问题
I have a c program that executes another process (bash script) with fork and execlp. When I want to kill this process it moves to a zombiee state. Why is this??
Create a process:
switch (PID_BackUp= fork())
{
case -1:
perror("fork");
printf("An error has occurred launching backup.sh script!\n");
break;
case 0:
execlp("/usr/local/bin/backup.sh", "/usr/local/bin/backup.sh", NULL, NULL, NULL);
break;
default:
printf("backup.sh script launched correctly! PID: %d\n", PID_BackUp);
break;
}
Kill a process:
if(kill(PID_BackUp,SIGKILL)==-1)
fprintf(stderr, "No se ha podido matar el programa: %d\n", PID_BackUp);
else
printf("\nProceso con identificador %d, se ha abortado\n", PID_BackUp);
So at this point the process moves to a zombie state. What I am doing wrong?
回答1:
You should call waitpid(2) or some other waiting system call (wait4(2)...) to avoid having zombie processes. BTW you may also handle the SIGCHLD signal to be notified when a child process has terminated (or changed state).

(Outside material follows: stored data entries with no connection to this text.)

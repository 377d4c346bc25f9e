//! Per-asset computations over an already-loaded batch of readings.
//!
//! Everything here is synchronous and pure: one asset's readings in, row sets
//! out. Parallelism across assets is the caller's business.

pub mod correlation;
pub mod integrity;
pub mod recharge;
pub mod stats;
pub mod tank;

use tank_domain::domain::Reading;
use time::{Duration, OffsetDateTime};

use recharge::RechargeThresholds;

/// Optional inclusive `[start, end]` restriction on reading timestamps.
#[derive(Debug, Clone, Copy, Default, PartialEq, Eq)]
pub struct AnalysisWindow {
    pub start: Option<OffsetDateTime>,
    pub end: Option<OffsetDateTime>,
}

impl AnalysisWindow {
    pub fn contains(&self, ts: OffsetDateTime) -> bool {
        self.start.map_or(true, |s| ts >= s) && self.end.map_or(true, |e| ts <= e)
    }
}

/// Validated analysis knobs, built by `AnalysisConfig::validate`.
#[derive(Debug, Clone, PartialEq)]
pub struct AnalysisSettings {
    pub freq: Duration,
    pub window: AnalysisWindow,
    /// Lowercased substring an asset id must contain.
    pub asset_filter: Option<String>,
    pub recharge: RechargeThresholds,
    pub percentiles: Vec<u8>,
    pub level_histogram_bins: usize,
    pub amplitude_histogram_bins: usize,
    pub max_gaps: usize,
}

impl AnalysisSettings {
    pub fn accepts_asset(&self, asset_id: &str) -> bool {
        match &self.asset_filter {
            Some(f) => asset_id.to_lowercase().contains(f.as_str()),
            None => true,
        }
    }
}

/// Number of sample slots in `[start, end]` at cadence `freq`.
///
/// `floor((end - start) / freq) + 1`, or 0 when a bound is missing, the range
/// is inverted, or `freq` is not positive.
pub fn expected_count(
    start: Option<OffsetDateTime>,
    end: Option<OffsetDateTime>,
    freq: Duration,
) -> u64 {
    let (Some(start), Some(end)) = (start, end) else {
        return 0;
    };
    let step = freq.whole_nanoseconds();
    if end < start || step <= 0 {
        return 0;
    }
    let span = (end - start).whole_nanoseconds();
    u64::try_from(span / step).map_or(u64::MAX, |n| n.saturating_add(1))
}

/// `max(expected - observed, 0) / expected * 100`, or 0 for an empty model.
pub fn missing_pct(expected: u64, observed: usize) -> f64 {
    if expected == 0 {
        return 0.0;
    }
    let missing = expected.saturating_sub(observed as u64);
    missing as f64 / expected as f64 * 100.0
}

/// Sorts an asset's readings by time and keeps those inside the window.
///
/// Returns `None`, with a warning, when nothing survives; such an asset must
/// not appear in any output.
pub fn prepare_asset(
    asset_id: &str,
    mut readings: Vec<Reading>,
    window: &AnalysisWindow,
) -> Option<Vec<Reading>> {
    readings.retain(|r| window.contains(r.timestamp));
    if readings.is_empty() {
        tracing::warn!(asset_id = %asset_id, "asset has no readings in the analysis window, skipping");
        metrics::counter!("analysis_assets_skipped_total").increment(1);
        return None;
    }
    readings.sort_by_key(|r| r.timestamp);
    Some(readings)
}

#[cfg(test)]
pub(crate) mod test_support {
    use tank_domain::domain::Reading;
    use time::{Duration, OffsetDateTime};

    /// Readings at `start + i * step` carrying the given percent levels.
    pub fn percent_series(
        asset_id: &str,
        start: OffsetDateTime,
        step: Duration,
        levels: &[f64],
    ) -> Vec<Reading> {
        levels
            .iter()
            .enumerate()
            .map(|(i, level)| Reading {
                timestamp: start + step * i as i32,
                asset_id: asset_id.to_string(),
                level_percent: Some(*level),
                level_absolute: None,
            })
            .collect()
    }

    pub fn at(asset_id: &str, timestamp: OffsetDateTime) -> Reading {
        Reading {
            timestamp,
            asset_id: asset_id.to_string(),
            level_percent: None,
            level_absolute: None,
        }
    }
}

#[cfg(test)]
mod tests {
    use super::test_support::at;
    use super::*;
    use time::macros::datetime;

    #[test]
    fn expected_count_counts_both_endpoints() {
        let start = datetime!(2024-01-01 00:00:00 UTC);
        let end = datetime!(2024-01-01 01:00:00 UTC);
        assert_eq!(expected_count(Some(start), Some(end), Duration::minutes(1)), 61);
        assert_eq!(expected_count(Some(start), Some(end), Duration::minutes(15)), 5);
        assert_eq!(expected_count(Some(start), Some(start), Duration::minutes(15)), 1);
    }

    #[test]
    fn expected_count_floors_partial_slots() {
        let start = datetime!(2024-01-01 00:00:00 UTC);
        let end = datetime!(2024-01-01 00:59:59 UTC);
        assert_eq!(expected_count(Some(start), Some(end), Duration::minutes(15)), 4);
    }

    #[test]
    fn expected_count_is_zero_for_inverted_or_open_ranges() {
        let start = datetime!(2024-01-02 00:00:00 UTC);
        let end = datetime!(2024-01-01 00:00:00 UTC);
        assert_eq!(expected_count(Some(start), Some(end), Duration::minutes(1)), 0);
        assert_eq!(expected_count(None, Some(end), Duration::minutes(1)), 0);
        assert_eq!(expected_count(Some(start), None, Duration::minutes(1)), 0);
    }

    #[test]
    fn missing_pct_never_goes_negative() {
        assert_eq!(missing_pct(0, 5), 0.0);
        assert_eq!(missing_pct(4, 6), 0.0);
        assert_eq!(missing_pct(4, 3), 25.0);
    }

    #[test]
    fn prepare_asset_filters_inclusively_and_sorts() {
        let window = AnalysisWindow {
            start: Some(datetime!(2024-01-01 00:01:00 UTC)),
            end: Some(datetime!(2024-01-01 00:03:00 UTC)),
        };
        let readings = vec![
            at("t1", datetime!(2024-01-01 00:03:00 UTC)),
            at("t1", datetime!(2024-01-01 00:00:00 UTC)),
            at("t1", datetime!(2024-01-01 00:01:00 UTC)),
            at("t1", datetime!(2024-01-01 00:04:00 UTC)),
        ];
        let kept = prepare_asset("t1", readings, &window).unwrap();
        let times: Vec<_> = kept.iter().map(|r| r.timestamp).collect();
        assert_eq!(
            times,
            vec![
                datetime!(2024-01-01 00:01:00 UTC),
                datetime!(2024-01-01 00:03:00 UTC)
            ]
        );
    }

    #[test]
    fn prepare_asset_skips_assets_outside_the_window() {
        let window = AnalysisWindow {
            start: Some(datetime!(2025-01-01 00:00:00 UTC)),
            end: None,
        };
        let readings = vec![at("t1", datetime!(2024-01-01 00:00:00 UTC))];
        assert!(prepare_asset("t1", readings, &window).is_none());
    }
}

Generally, you'll better first kill(2) a process with SIGTERM (and only later, with SIGKILL) since that process -your backup.sh script- could handle correctly (using trap builtin in the shell script) the signal (but SIGKILL cannot be caught, and the backup could e.g. leave clutter or useless files on the disk). See also signal(7) & signal-safety(7)
Read Advanced Linux Programming (we can't explain what is taught by that freely available book in several chapters in only a few paragraphs).
BTW, better use perror(3) or strerror(errno) in messages when a system call fails.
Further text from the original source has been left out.